**ASSIGNED TASK:** Which lines of the records below contain the word "used"? Show each one.
——————————
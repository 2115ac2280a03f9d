//! # Types Module
//!
//! Shared data types used across the engine.
//!
//! ## Responsibilities
//! - **Canvas constants**: the fixed 720x1280 portrait surface and the 60 second running time.
//! - **Color**: RGBA color representation with Skia conversion.
//! - **TimeSpan**: right-open millisecond intervals used by scenes and narration.

use serde::{Deserialize, Serialize};
use skia_safe::Color4f;

/// Logical width of the drawing surface in pixels.
pub const CANVAS_WIDTH: f32 = 720.0;
/// Logical height of the drawing surface in pixels.
pub const CANVAS_HEIGHT: f32 = 1280.0;
/// Running time of the vignette in milliseconds.
pub const TOTAL_DURATION_MS: f64 = 60_000.0;

/// Surface size as integer dimensions, for allocating raster surfaces.
pub const CANVAS_SIZE: (i32, i32) = (CANVAS_WIDTH as i32, CANVAS_HEIGHT as i32);

/// Represents a RGBA color in float format (0.0 - 1.0).
#[derive(Copy, Clone, Debug, PartialEq, Serialize, Deserialize)]
pub struct Color {
    pub r: f32,
    pub g: f32,
    pub b: f32,
    pub a: f32,
}

impl Color {
    pub const BLACK: Color = Color {
        r: 0.0,
        g: 0.0,
        b: 0.0,
        a: 1.0,
    };
    pub const TRANSPARENT: Color = Color {
        r: 0.0,
        g: 0.0,
        b: 0.0,
        a: 0.0,
    };

    pub fn new(r: f32, g: f32, b: f32, a: f32) -> Self {
        Self { r, g, b, a }
    }

    /// Opaque color from 8-bit channels, the `#rrggbb` form.
    pub fn rgb8(r: u8, g: u8, b: u8) -> Self {
        Self::rgba8(r, g, b, 1.0)
    }

    /// Color from 8-bit channels and a float alpha, the `rgba(r, g, b, a)` form.
    ///
    /// Alpha is clamped to `[0, 1]` (NaN becomes 0) the way CSS clamps out-of-range values.
    pub fn rgba8(r: u8, g: u8, b: u8, alpha: f32) -> Self {
        let a = if alpha.is_nan() {
            0.0
        } else {
            alpha.clamp(0.0, 1.0)
        };
        Self {
            r: r as f32 / 255.0,
            g: g as f32 / 255.0,
            b: b as f32 / 255.0,
            a,
        }
    }

    /// Converts to Skia's `Color` struct (u8 based).
    pub fn to_skia(&self) -> skia_safe::Color {
        skia_safe::Color::from_argb(
            (self.a * 255.0).round() as u8,
            (self.r * 255.0).round() as u8,
            (self.g * 255.0).round() as u8,
            (self.b * 255.0).round() as u8,
        )
    }

    /// Converts to Skia's `Color4f` struct (float based).
    pub fn to_color4f(&self) -> Color4f {
        Color4f::new(self.r, self.g, self.b, self.a)
    }
}

impl Default for Color {
    fn default() -> Self {
        Self::BLACK
    }
}

/// A right-open interval `[start_ms, end_ms)` on the playback clock.
#[derive(Copy, Clone, Debug, PartialEq, Serialize, Deserialize)]
pub struct TimeSpan {
    pub start_ms: f64,
    pub end_ms: f64,
}

impl TimeSpan {
    pub const fn new(start_ms: f64, end_ms: f64) -> Self {
        Self { start_ms, end_ms }
    }

    /// Start is inclusive, end is exclusive.
    pub fn contains(&self, t: f64) -> bool {
        t >= self.start_ms && t < self.end_ms
    }

    pub fn duration(&self) -> f64 {
        self.end_ms - self.start_ms
    }

    /// Normalized position of `t` inside the span, clamped to `[0, 1]`.
    ///
    /// A zero-length span divides by 1 instead of 0.
    pub fn local_progress(&self, t: f64) -> f64 {
        let span = self.duration();
        let denom = if span == 0.0 { 1.0 } else { span };
        ((t - self.start_ms) / denom).clamp(0.0, 1.0)
    }
}
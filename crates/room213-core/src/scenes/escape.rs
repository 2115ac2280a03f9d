//! Scene 4: running down a corridor that keeps stretching, the door flashing ahead.

use super::paint::{draw_rect, fill, polygon, stroke};
use super::{H, W};
use crate::types::Color;
use skia_safe::Canvas;
use std::f64::consts::PI;

const CORRIDOR_FRAMES: usize = 12;

pub fn escape(canvas: &Canvas, t: f64) {
    draw_rect(canvas, 0.0, 0.0, W, H, &fill(Color::rgb8(0x05, 0x03, 0x0a)));

    let stretch = 1.0 + t * 1.5;
    let center_x = W / 2.0 + (t * PI * 6.0).sin() * 30.0;
    let center_y = H * 0.4;

    for i in 0..CORRIDOR_FRAMES {
        let i = i as f64;
        let factor = 1.0 + i * 0.15 * stretch;
        let opacity = 0.08 + i * 0.03;
        canvas.draw_path(
            &polygon(&[
                (center_x - W * 0.45 * factor, center_y - H * 0.1 * factor),
                (center_x, center_y - H * 0.2 * factor),
                (center_x + W * 0.45 * factor, center_y - H * 0.1 * factor),
                (center_x, center_y + H * 0.6 * factor),
            ]),
            &stroke(Color::rgba8(255, 90, 120, opacity as f32), 2.0),
        );
    }

    let flash = ((t + 0.2) * PI * 10.0).sin().max(0.0);
    draw_rect(
        canvas,
        center_x - 80.0,
        H * 0.25,
        160.0,
        H * 0.3,
        &fill(Color::rgba8(255, 80, 120, (flash * 0.4) as f32)),
    );
}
——————————
**RESULT FOR THIS EXERCISE:**
//! Shared data types used across the engine.
//! - **TimeSpan**: right-open millisecond intervals used by scenes and narration.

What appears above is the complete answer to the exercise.